Um pouco sobre escassez
“Bem econômico é o nome técnico para bem escasso. Um bem é escasso para alguém se, e somente se, essa pessoa prefere ter mais desse bem do que já tem. (...). Se um bem, não importa quão desejado, é tão abundante que a pessoa sequer queira mais dele, então esse bem é um bem livre (free good)"”. - Armen Alchian & William Allen, University Economics, ch. 3.
A escassez é inevitável. É por causa dela que existe a Economia. O que caracteriza o bem livre é o fato de que uma unidade adicional do bem não acrescenta valor. Isso significa que a pessoa não está disposta a sacrificar consumo de outros bens em troca dessa unidade adicional. É, portanto, um conceito de natureza marginalista, como tudo que na Economia diga respeito a valor e preço.
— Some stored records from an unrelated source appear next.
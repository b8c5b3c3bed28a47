//! CSV Export
//!
//! One `gooddata_<table>.csv` file per table. Columns follow the row
//! structs' field order; raw `content` JSON is not written.

use csv::Writer;
use serde::Serialize;
use std::fs;
use std::path::{Path, PathBuf};
use tracing::info;

use crate::error::Result;
use crate::store::Tables;

/// Serialize `rows` to `dir/file`, returning the row count.
///
/// An empty slice produces an empty file.
pub fn write_rows<T: Serialize>(dir: &Path, file: &str, rows: &[T]) -> Result<usize> {
    let path = dir.join(file);
    let mut writer = Writer::from_path(&path)?;
    for row in rows {
        writer.serialize(row)?;
    }
    writer.flush()?;
    Ok(rows.len())
}

/// Write every table of an export into `dir`
pub fn write_tables(dir: &Path, tables: &Tables) -> Result<Vec<(PathBuf, usize)>> {
    fs::create_dir_all(dir)?;

    let entities = &tables.entities;
    let relationships = &tables.relationships;
    let written = [
        ("gooddata_workspaces.csv", write_rows(dir, "gooddata_workspaces.csv", &tables.workspaces)?),
        ("gooddata_metrics.csv", write_rows(dir, "gooddata_metrics.csv", &entities.metrics)?),
        (
            "gooddata_visualizations.csv",
            write_rows(dir, "gooddata_visualizations.csv", &entities.visualizations)?,
        ),
        (
            "gooddata_visualizations_metrics.csv",
            write_rows(dir, "gooddata_visualizations_metrics.csv", &entities.visualization_metrics)?,
        ),
        (
            "gooddata_visualizations_attributes.csv",
            write_rows(dir, "gooddata_visualizations_attributes.csv", &entities.visualization_attributes)?,
        ),
        ("gooddata_dashboards.csv", write_rows(dir, "gooddata_dashboards.csv", &entities.dashboards)?),
        (
            "gooddata_dashboards_permissions.csv",
            write_rows(dir, "gooddata_dashboards_permissions.csv", &entities.dashboard_permissions)?,
        ),
        (
            "gooddata_dashboards_visualizations.csv",
            write_rows(dir, "gooddata_dashboards_visualizations.csv", &relationships.visualizations)?,
        ),
        (
            "gooddata_dashboards_metrics.csv",
            write_rows(dir, "gooddata_dashboards_metrics.csv", &relationships.metrics)?,
        ),
        (
            "gooddata_dashboards_plugins.csv",
            write_rows(dir, "gooddata_dashboards_plugins.csv", &relationships.plugins)?,
        ),
        (
            "gooddata_dashboards_widget_filters.csv",
            write_rows(dir, "gooddata_dashboards_widget_filters.csv", &relationships.widget_filters)?,
        ),
        ("gooddata_plugins.csv", write_rows(dir, "gooddata_plugins.csv", &entities.plugins)?),
        ("gooddata_ldm_datasets.csv", write_rows(dir, "gooddata_ldm_datasets.csv", &entities.ldm_datasets)?),
        ("gooddata_ldm_columns.csv", write_rows(dir, "gooddata_ldm_columns.csv", &entities.ldm_columns)?),
        ("gooddata_ldm_labels.csv", write_rows(dir, "gooddata_ldm_labels.csv", &entities.ldm_labels)?),
        (
            "gooddata_filter_contexts.csv",
            write_rows(dir, "gooddata_filter_contexts.csv", &entities.filter_contexts)?,
        ),
        (
            "gooddata_filter_context_fields.csv",
            write_rows(dir, "gooddata_filter_context_fields.csv", &entities.filter_context_fields)?,
        ),
    ];

    info!(dir = %dir.display(), files = written.len(), "wrote CSV export");
    Ok(written
        .into_iter()
        .map(|(file, count)| (dir.join(file), count))
        .collect())
}
//! MAQL Reference Extraction
//!
//! Static scan of metric formulas for `{metric/id}`, `{fact/id}`,
//! `{attr/id}` and `{label/id}` tokens. Comments are removed first so
//! that commented-out formula text never produces references.

use regex::Regex;
use serde::{Deserialize, Serialize};
use std::collections::BTreeSet;
use std::fmt;

use crate::error::Result;

/// Kind of object a MAQL token points at
#[derive(Debug, Clone, Copy, PartialEq, Eq, PartialOrd, Ord, Hash, Serialize, Deserialize)]
#[serde(rename_all = "lowercase")]
pub enum ReferenceType {
    Attribute,
    Fact,
    Label,
    Metric,
}

impl ReferenceType {
    /// Token prefix to reference type. `attr` is reported as `attribute`.
    pub fn from_token(prefix: &str) -> Option<Self> {
        match prefix {
            "metric" => Some(Self::Metric),
            "fact" => Some(Self::Fact),
            "attr" => Some(Self::Attribute),
            "label" => Some(Self::Label),
            _ => None,
        }
    }

    /// Stored `reference_type` value
    pub fn as_str(&self) -> &'static str {
        match self {
            Self::Metric => "metric",
            Self::Fact => "fact",
            Self::Attribute => "attribute",
            Self::Label => "label",
        }
    }

    pub fn parse(value: &str) -> Option<Self> {
        match value {
            "attribute" => Some(Self::Attribute),
            other => Self::from_token(other),
        }
    }
}

impl fmt::Display for ReferenceType {
    fn fmt(&self, f: &mut fmt::Formatter<'_>) -> fmt::Result {
        f.write_str(self.as_str())
    }
}

/// One `metrics_references` row
#[derive(Debug, Clone, PartialEq, Eq, PartialOrd, Ord, Hash, Serialize, Deserialize)]
pub struct MaqlReference {
    pub source_metric_id: String,
    pub source_workspace_id: String,
    pub referenced_id: String,
    pub reference_type: ReferenceType,
}

/// Compiled MAQL token pattern
#[derive(Debug, Clone)]
pub struct MaqlScanner {
    token: Regex,
}

impl MaqlScanner {
    pub fn new() -> Result<Self> {
        Ok(Self {
            token: Regex::new(r"\{(metric|fact|attr|label)/([^{}]+)\}")?,
        })
    }

    /// Distinct `(type, id)` pairs in a formula, comments removed
    pub fn references(&self, maql: &str) -> BTreeSet<(ReferenceType, String)> {
        let code = strip_comments(maql);
        self.token
            .captures_iter(&code)
            .filter_map(|caps| {
                let kind = ReferenceType::from_token(&caps[1])?;
                let id = caps[2].trim();
                (!id.is_empty()).then(|| (kind, id.to_string()))
            })
            .collect()
    }

    /// Reference rows of one metric. Self-references are dropped for the
    /// `metric` type only; a missing formula yields nothing.
    pub fn metric_references(
        &self,
        metric_id: &str,
        workspace_id: &str,
        maql: Option<&str>,
    ) -> Vec<MaqlReference> {
        let Some(maql) = maql.filter(|m| !m.trim().is_empty()) else {
            return Vec::new();
        };

        self.references(maql)
            .into_iter()
            .filter(|(kind, id)| !(*kind == ReferenceType::Metric && id == metric_id))
            .map(|(reference_type, referenced_id)| MaqlReference {
                source_metric_id: metric_id.to_string(),
                source_workspace_id: workspace_id.to_string(),
                referenced_id,
                reference_type,
            })
            .collect()
    }
}

/// Remove MAQL comments.
///
/// Lines whose first non-blank character is `#` are dropped. Other lines are
/// cut at the first `#` that is neither escaped (`\#`) nor inside a
/// double-quoted string.
pub fn strip_comments(maql: &str) -> String {
    maql.lines()
        .filter(|line| !line.trim_start().starts_with('#'))
        .map(cut_inline_comment)
        .collect::<Vec<_>>()
        .join("\n")
}

fn cut_inline_comment(line: &str) -> &str {
    let mut in_string = false;
    let mut escaped = false;

    for (idx, ch) in line.char_indices() {
        if escaped {
            escaped = false;
            continue;
        }
        match ch {
            '\\' => escaped = true,
            '"' => in_string = !in_string,
            '#' if !in_string => return &line[..idx],
            _ => {}
        }
    }
    line
}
Outro ponto a ser compreendido é que tanto a escassez como a abundância são conceitos relativos não só em termos de bens alternativos (como dito acima), como também são conceitos relativos à pessoa. O ar puro pode ser um bem abundante para o índio da Amazônia, no sentido de que ter mais ar puro do que já tem não fará para ele a menor diferença. Reciprocamente, ter um pouco menos de ar puro tampouco fará a menor diferença. Isso se traduz matematicamente pelo multiplicador de Lagrange sendo igual a zero. Porém, o ar puro é um bem escasso para o morador de Pequim ou de Santiago do Chile durante o inverno. Tanto é verdade, que, para despoluir o ar, restringe-se a circulação de certos veículos em certos dias da semana. A sociedade está, assim, disposta a sacrificar o conforto da locomoção em troca de ar menos poluído.
Se ocorrer de um bem ser abundante para todas as pessoas, então deixa de ser um bem econômico. De fato, se alguém para quem o ar puro seja abundante quiser empacotar ar puro para vender a quem demanda, não encontrará comprador. E mesmo que apenas possa consumir para si a unidade adicional, não o fará, por definição. Imagine, porém, que de fato existe um fulano que demande ar puro. Então o índio para quem o ar é abundante ainda assim terá de sacrificar recursos (outros bens) para empacotar o ar puro e vendê-lo a fulano. Isso só valerá a pena se o valor que fulano atribui ao pacote de ar puro (ou seja, o quanto ele está disposto a sacrificar de outros bens) pelo menos compensar o valor que o índio atribui aos recursos sacrificados. Logo, não é a abundância de um bem para alguém que gera excedentes de troca, mas essa abundância combinada com a escassez para outra pessoa. Portanto, a abundância, mesmo quando exista para alguma pessoa, não é suficiente para gerar valor. É preciso haver escassez, esta sim a condição necessária. Além disso, a troca entre o índio e o fulano depende integralmente das valorações marginais que eles atribuem aos respectivos recursos sacrificados, não ao bem abundante. Essa diferença vantajosa entre taxas marginais de troca é o que promove o comércio, desde que os agentes se encontrem (para isso é preciso informação, o que já bastaria para termos escassez). Essa é a manifestação do que em Teoria econômica se denomina arbitragem. Matematicamente, os vetores de preços compatíveis com a arbitragem formam o que se denomina “cone de preços”, que é o nome economês do conceito matemático de “subdiferencial”, um termo estudado em Análise Convexa. Faço essas conexões com a Matemática apenas para mostrar que é a Matemática que reproduz em termos analíticos a lógica econômica, não o contrário. Ninguém precisa saber diferencial de Frechet ou de Gâteaux em espaços de Banach pra entender que vale a pena comprar barato e vender caro.
A escassez é o fundamento da Teoria Econômica. Sem o entendimento dessa realidade inerente à natureza humana e às limitações que a Natureza nos impõe, não pode haver nem Economia nem economista que se ouse chamar de “economista”.
Pra quem acha que a escassez não passa de uma grande bobagem, basta refletir com honestidade intelectual sobre a incerteza que atinge a todos, e tanto mais quanto maior o horizonte de tempo que se considera. Só com isso temos escassez. Tempo, incerteza, informação: três palavrinhas-chave com as quais Georgescu-Roegen, um dos maiores economistas de todos os tempos, escreveu uma das maiores obras-primas no século XX. Esses economistas merecem respeito. Nossos estudantes também merecem.
No entanto, a palavra-chave que jamais deve estar ausente em nossa concepção de escassez é: sacrifício. Se, para obter mais de um bem, você tiver que e estiver disposto a sacrificar algo, então aquele bem é escasso, não importa quão grande seja sua quantidade disponível.